*ABOUT THIS EXERCISE*
In the data below, give the number of lines that contain the word "SmsMessage". Nothing else is needed.

*LISTED ENTRIES*
use async_trait::async_trait;
use std::sync::{Arc, Mutex};

use crate::sms::{SendSms, SmsError, SmsMessage};

#[derive(Clone, Debug, PartialEq, Eq)]
pub struct SentSms {
    pub destination: String,
    pub body: String,
}

/// Prints messages. Only a sender built with [`MockSmsSender::recording`] keeps them.
#[derive(Clone, Default)]
pub struct MockSmsSender {
    outbox: Option<Arc<Mutex<Vec<SentSms>>>>,
}

impl MockSmsSender {
    pub fn new() -> Self {
        Self::default()
    }

    pub fn recording() -> Self {
        Self {
            outbox: Some(Arc::new(Mutex::new(Vec::new()))),
        }
    }

    pub fn sent(&self) -> Vec<SentSms> {
        match &self.outbox {
            Some(outbox) => outbox.lock().unwrap_or_else(|e| e.into_inner()).clone(),
            None => Vec::new(),
        }
    }
}

#[async_trait]
impl SendSms for MockSmsSender {
    async fn send<'a>(&self, message: SmsMessage<'a>) -> Result<(), SmsError> {
        println!("\n\n{:#?}\n\n", message);

        if let Some(outbox) = &self.outbox {
            outbox
                .lock()
                .unwrap_or_else(|e| e.into_inner())
                .push(SentSms {
                    destination: String::from(message.destination),
                    body: message.body,
                });
        }

        Ok(())
    }
}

*TASK RESPONSE*
2